Multiply that by 70 coaches and more than a thousand families, plus last-minute changes and cancellations, and the e-mail and text-message totals skyrocket.

 

# 7. Decision-making is thoughtful, collaborative, and always big-picture.

It’s easy for athletes and their families to peer through the lens of a single sport, but Hill and Worthley emphasize that they must consider the entire school ecosystem, Lower, Middle, and Upper School, as well as all teams, facilities, and competitive obligations, in all their decisions. 

Every possibility is discussed, challenged, and reframed; Hill and Worthley intentionally play “devil’s advocate” with each other to ensure choices serve the program as a whole, not just a single athlete, team, or moment.

There may inevitably be conflicts or disappointments for some, but thoughtful dialogue and a commitment to fairness are guaranteed.

 

# 8. CA Athletics also manages major schoolwide events.

Some of CA’s most beloved traditions rely heavily on the efforts of Hill, Worthley, and other members of the Athletics team, including Gus, the Mustang mascot, who is brought to life by a different Senior student-athlete each year.

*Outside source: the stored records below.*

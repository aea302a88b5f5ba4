//! Control node protocol engine
//!
//! The engine owns the configuration store, the latch actuator and the
//! in-memory configuration mirror. It consumes request bytes one at a time
//! and answers each completed request with at most one reply byte.
//!
//! ```text
//! link RX ──► RequestParser ──► handle() ──► Reply ──► link TX
//!                                   │
//!                      ┌────────────┴────────────┐
//!                      ▼                         ▼
//!                 ConfigStore                 Actuator
//! ```
//!
//! The mirror only changes after the store has accepted the new
//! configuration, so a persistence failure leaves both in agreement.

mod handlers;

use doorlock_hal::{Uart, WordStorage};
use doorlock_protocol::{Reply, RequestParser};

use crate::config::{ConfigStore, Configuration};
use crate::fmt::Debug2Format;
use crate::traits::{Actuator, Indicator, NoIndicator};

/// Behaviour switches for the Control node
#[derive(Debug, Clone, Copy, PartialEq, Eq)]
#[cfg_attr(feature = "defmt", derive(defmt::Format))]
pub struct EngineConfig {
    /// Reply `'K'` (or `'E'`) once an open or lock run has finished
    pub acknowledge_motion: bool,
    /// Reply `'?'` to unrecognized command bytes instead of ignoring them
    pub reject_unknown: bool,
}

impl Default for EngineConfig {
    fn default() -> Self {
        Self {
            acknowledge_motion: true,
            reject_unknown: true,
        }
    }
}

impl EngineConfig {
    /// Stay silent on motion commands and unknown bytes
    pub const fn silent() -> Self {
        Self {
            acknowledge_motion: false,
            reject_unknown: false,
        }
    }
}

/// Flashes of the status indicator when the node starts serving
pub const READY_BLINKS: u8 = 3;

/// Control node state
pub struct Engine<S, A, I = NoIndicator> {
    store: ConfigStore<S>,
    actuator: A,
    indicator: I,
    config: Configuration,
    parser: RequestParser,
    options: EngineConfig,
}

impl<S: WordStorage, A: Actuator> Engine<S, A> {
    /// Create an engine, loading the persisted configuration once
    ///
    /// A missing record, or one that cannot be read, starts the node with
    /// the default (uninitialized) configuration.
    pub fn new(store: ConfigStore<S>, actuator: A, options: EngineConfig) -> Self {
        let mut store = store;
        let config = match store.load() {
            Ok(Some(config)) => {
                info!(
                    "configuration loaded: initialized={}, timeout={}s",
                    config.initialized,
                    config.timeout_seconds
                );
                config
            }
            Ok(None) => {
                info!("no stored configuration, using defaults");
                Configuration::default()
            }
            Err(e) => {
                error!("configuration load failed: {:?}", Debug2Format(&e));
                Configuration::default()
            }
        };

        Self {
            store,
            actuator,
            indicator: NoIndicator,
            config,
            parser: RequestParser::new(),
            options,
        }
    }
}

impl<S: WordStorage, A: Actuator, I: Indicator> Engine<S, A, I> {
    /// Report activity on a status indicator
    pub fn with_indicator<J: Indicator>(self, indicator: J) -> Engine<S, A, J> {
        Engine {
            store: self.store,
            actuator: self.actuator,
            indicator,
            config: self.config,
            parser: self.parser,
            options: self.options,
        }
    }

    /// Current in-memory configuration
    pub fn configuration(&self) -> &Configuration {
        &self.config
    }

    /// Configuration store, for inspection
    pub fn store(&self) -> &ConfigStore<S> {
        &self.store
    }

    /// Actuator, for inspection
    pub fn actuator(&self) -> &A {
        &self.actuator
    }

    /// Status indicator, for inspection
    pub fn indicator(&self) -> &I {
        &self.indicator
    }

    /// Take the engine apart
    pub fn into_parts(self) -> (ConfigStore<S>, A) {
        (self.store, self.actuator)
    }

    /// Feed one received byte
    ///
    /// Returns the reply once the byte completes a request that has one.
    pub fn feed(&mut self, byte: u8) -> Option<Reply> {
        let request = self.parser.feed(byte)?;
        self.handle(request)
    }

    /// Drop any partially received request
    pub fn resync(&mut self) {
        if !self.parser.is_idle() {
            debug!("discarding partial request");
        }
        self.parser.reset();
    }

    /// Receive one byte from `link` and send the reply, if any
    pub fn poll<L: Uart>(&mut self, link: &mut L) -> Result<Option<Reply>, L::Error> {
        let byte = link.read_byte()?;
        let reply = self.feed(byte);
        if let Some(reply) = reply {
            link.write_byte(reply.to_byte())?;
            link.flush()?;
        }
        Ok(reply)
    }

    /// Signal that the node is about to serve requests
    pub fn announce(&mut self) {
        info!("control node ready");
        self.indicator.blink(READY_BLINKS);
    }

    /// Serve requests from `link` forever
    ///
    /// Link errors are logged and drop any partial request; service then
    /// continues with the next byte.
    pub fn run<L: Uart>(&mut self, link: &mut L) -> ! {
        self.announce();
        loop {
            if let Err(e) = self.poll(link) {
                warn!("link error: {:?}", Debug2Format(&e));
                self.resync();
            }
        }
    }
}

  • Homecoming features more than a dozen home games in a single day and requires complex coordination with peer schools that host their own homecoming weekends.
  • The new CA–Kent Denver Showdown Series brings students, families, and alumni together each season for a multi-sport celebration complete with pom-poms, swag, and its own scheduling complexities.
  • Giant Relay Day and Field Day, among the longest-running CA traditions, take over the entire campus for races pitting students against parents and alumni, as well as fun activities on CA’s two turf competition fields for Lower School students. 
  • Capping every sports season, athletic banquets are beloved occasions to cheer for hundreds of individual awards and recognitions.

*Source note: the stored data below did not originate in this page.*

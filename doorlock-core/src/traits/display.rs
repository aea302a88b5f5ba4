//! Character display trait for the 16x2 LCD

use core::fmt::Write;

use heapless::String;

/// Text rows on the display
pub const DISPLAY_ROWS: u8 = 2;

/// Characters per row
pub const DISPLAY_COLUMNS: u8 = 16;

/// Character display
///
/// Writes start at the cursor and advance it. Text past the end of a row is
/// dropped by the driver.
pub trait TextDisplay {
    /// Blank the screen and home the cursor
    fn clear(&mut self);

    /// Move the cursor to `row` (0-1), `col` (0-15)
    fn set_cursor(&mut self, row: u8, col: u8);

    /// Write ASCII text at the cursor
    fn write(&mut self, text: &str);
}

impl<T: TextDisplay + ?Sized> TextDisplay for &mut T {
    fn clear(&mut self) {
        T::clear(self)
    }

    fn set_cursor(&mut self, row: u8, col: u8) {
        T::set_cursor(self, row, col)
    }

    fn write(&mut self, text: &str) {
        T::write(self, text)
    }
}

/// Helpers for common screen layouts
pub trait TextDisplayExt: TextDisplay {
    /// Clear and show a single line on the top row
    fn show(&mut self, top: &str) {
        self.clear();
        self.set_cursor(0, 0);
        self.write(top);
    }

    /// Clear and show two lines
    fn show_lines(&mut self, top: &str, bottom: &str) {
        self.show(top);
        self.set_cursor(1, 0);
        self.write(bottom);
    }

    /// Overwrite a whole row, padding with spaces
    fn write_row(&mut self, row: u8, text: &str) {
        let mut line: String<{ DISPLAY_COLUMNS as usize }> = String::new();
        for c in text.chars().take(DISPLAY_COLUMNS as usize) {
            // Capacity is the column count, so this cannot fail
            let _ = line.push(c);
        }
        while line.len() < DISPLAY_COLUMNS as usize {
            let _ = line.push(' ');
        }
        self.set_cursor(row, 0);
        self.write(&line);
    }

    /// Write a decimal number at the cursor
    fn write_number(&mut self, value: u32) {
        let mut digits: String<10> = String::new();
        // u32::MAX has ten digits
        let _ = write!(digits, "{}", value);
        self.write(&digits);
    }
}

impl<T: TextDisplay + ?Sized> TextDisplayExt for T {}
use serde::de::{self, Deserializer};
use serde::{Deserialize, Serialize};

/// Coarse intent of a user query, used to pick retrieval strategy.
#[derive(Debug, Clone, Copy, PartialEq, Eq, Default, Serialize)]
#[serde(rename_all = "lowercase")]
pub enum QueryIntent {
    /// A question about one party or topic (default)
    #[default]
    Question,
    /// A request to compare positions across parties
    Comparison,
    /// A lookup for a concrete fact or figure
    Lookup,
}

impl<'de> Deserialize<'de> for QueryIntent {
    fn deserialize<D>(deserializer: D) -> Result<Self, D::Error>
    where
        D: Deserializer<'de>,
    {
        let raw = String::deserialize(deserializer)?;
        match raw.to_lowercase().as_str() {
            "question" | "pregunta" => Ok(QueryIntent::Question),
            "comparison" | "comparacion" | "comparación" => Ok(QueryIntent::Comparison),
            "lookup" | "consulta" => Ok(QueryIntent::Lookup),
            _ => Err(de::Error::custom(format!(
                "Invalid intent '{raw}'. Valid intents: question, comparison, lookup"
            ))),
        }
    }
}

impl std::fmt::Display for QueryIntent {
    fn fmt(&self, f: &mut std::fmt::Formatter<'_>) -> std::fmt::Result {
        match self {
            Self::Question => write!(f, "question"),
            Self::Comparison => write!(f, "comparison"),
            Self::Lookup => write!(f, "lookup"),
        }
    }
}

/// Enriched query ready for retrieval. Produced by the query processor,
/// either from LLM extraction or from the lexical fallback.
#[derive(Debug, Clone, Serialize, Deserialize)]
pub struct ProcessedQuery {
    pub original_query: String,
    pub enhanced_query: String,
    pub keywords: Vec<String>,
    pub entities: Vec<String>,
    pub intent: QueryIntent,
    /// True when the LLM path was skipped or failed and lexical extraction
    /// produced this result.
    pub used_fallback: bool,
}

impl ProcessedQuery {
    /// Search string combining the enhanced query with extracted keywords
    /// and entities, for the keyword half of hybrid retrieval.
    pub fn search_text(&self) -> String {
        let mut parts: Vec<&str> = vec![self.enhanced_query.as_str()];
        parts.extend(self.keywords.iter().map(String::as_str));
        parts.extend(self.entities.iter().map(String::as_str));
        parts.join(" ")
    }
}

Essential to culture and community at CA, every one of these events takes months of preparation and orchestration with Operations, the Alumni Office, and Advancement personnel.

 

# 9. Athletics is deeply involved in student development and college pathways.

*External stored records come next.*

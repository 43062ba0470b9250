mod hardener;
mod sanitizer;

pub use hardener::{HardenedPrompts, PromptHardener};
pub use sanitizer::{QuerySanitizer, SanitizationResult};
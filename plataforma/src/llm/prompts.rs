//! Prompt templates for the retrieval pipeline
//!
//! Templates use `format!()` interpolation for type safety. User-supplied
//! text must pass through the sanitizer and the prompt hardener before it
//! reaches any of these.

/// System prompt for query analysis. The processor hardens this together
/// with the user query before the LLM call.
pub fn query_analysis_system_prompt() -> &'static str {
    r#"Eres un analista de consultas sobre planes de gobierno de partidos políticos.
Analiza la consulta del usuario y responde únicamente con un objeto JSON con estos campos:
- "keywords": lista de palabras clave relevantes (máximo 10)
- "entities": lista de partidos, personas o instituciones mencionadas
- "intent": "question", "comparison" o "lookup"
- "enhanced_query": reformulación de la consulta optimizada para búsqueda semántica

No agregues explicaciones ni texto fuera del objeto JSON."#
}

/// System prompt for grounded answer generation over assembled context.
///
/// # Example
/// ```
/// use plataforma::llm::prompts::answer_system_prompt;
///
/// assert!(answer_system_prompt().contains("planes de gobierno"));
/// ```
pub fn answer_system_prompt() -> &'static str {
    r#"Eres un asistente que responde preguntas sobre los planes de gobierno de partidos políticos.
Responde únicamente con base en el contexto proporcionado, citando las fuentes como [Fuente N].
Si el contexto no contiene la información necesaria, dilo explícitamente.
No inventes propuestas ni atribuyas posiciones que no aparezcan en el contexto.
Mantén un tono neutral e informativo."#
}

/// Variant used by the comparison orchestrator: the answer must cover one
/// party only, so per-party entries never bleed into each other.
pub fn single_party_system_prompt(party_name: &str) -> String {
    format!(
        r#"Eres un asistente que responde preguntas sobre el plan de gobierno del partido {party_name}.
Responde únicamente con base en el contexto proporcionado, citando las fuentes como [Fuente N].
Describe solamente las propuestas de {party_name}; no menciones ni compares con otros partidos bajo ninguna circunstancia.
Si el contexto no contiene la información necesaria, dilo explícitamente.
Mantén un tono neutral e informativo."#
    )
}

/// User prompt combining the assembled context with the question.
///
/// # Example
/// ```
/// use plataforma::llm::prompts::answer_user_prompt;
///
/// let prompt = answer_user_prompt("[Fuente 1] PLN - Plan 2022\n...", "¿Qué propone sobre educación?");
/// assert!(prompt.contains("¿Qué propone sobre educación?"));
/// ```
pub fn answer_user_prompt(context: &str, question: &str) -> String {
    format!(
        r#"Contexto extraído de los planes de gobierno:

{context}

Pregunta: {question}"#
    )
}

#[cfg(test)]
mod tests {
    use super::*;

    #[test]
    fn test_analysis_prompt_requests_all_fields() {
        let prompt = query_analysis_system_prompt();
        for field in ["keywords", "entities", "intent", "enhanced_query"] {
            assert!(prompt.contains(field), "missing field {field}");
        }
    }

    #[test]
    fn test_single_party_prompt_names_party_and_forbids_others() {
        let prompt = single_party_system_prompt("Partido Liberación Nacional");
        assert!(prompt.contains("Partido Liberación Nacional"));
        assert!(prompt.contains("no menciones ni compares con otros partidos"));
    }

    #[test]
    fn test_answer_user_prompt_embeds_context_and_question() {
        let prompt = answer_user_prompt("[Fuente 1] PAC - Plan", "¿Qué propone sobre salud?");
        assert!(prompt.contains("[Fuente 1] PAC - Plan"));
        assert!(prompt.contains("¿Qué propone sobre salud?"));
    }
}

CA’s Athletic program isn’t just about the games played; it’s about supporting student-athletes physically, mentally, and personally, all the way from Pre-K through graduation and beyond. Hill and Worthley help oversee strength and conditioning and mental performance coaching, alignment across divisions, and webinars and panels for families navigating collegiate athletic recruiting.

For those students who are serious about playing for a Division I, II, or III team, Hill and Worthley meet regularly with families, college counselors, and coaches to help them reach their goals.

 

# 10. CA Athletics is central to CA’s public identity.

More than any other program, athletics places CA in front of dozens of schools and thousands of families across Colorado and beyond. That’s why Hill and Worthley see the program as a messenger for a CA “brand” that’s welcoming, competitive, positive, and inclusive. 

These two leaders take that responsibility seriously, not because it’s easy, but because it is the right thing to do for students.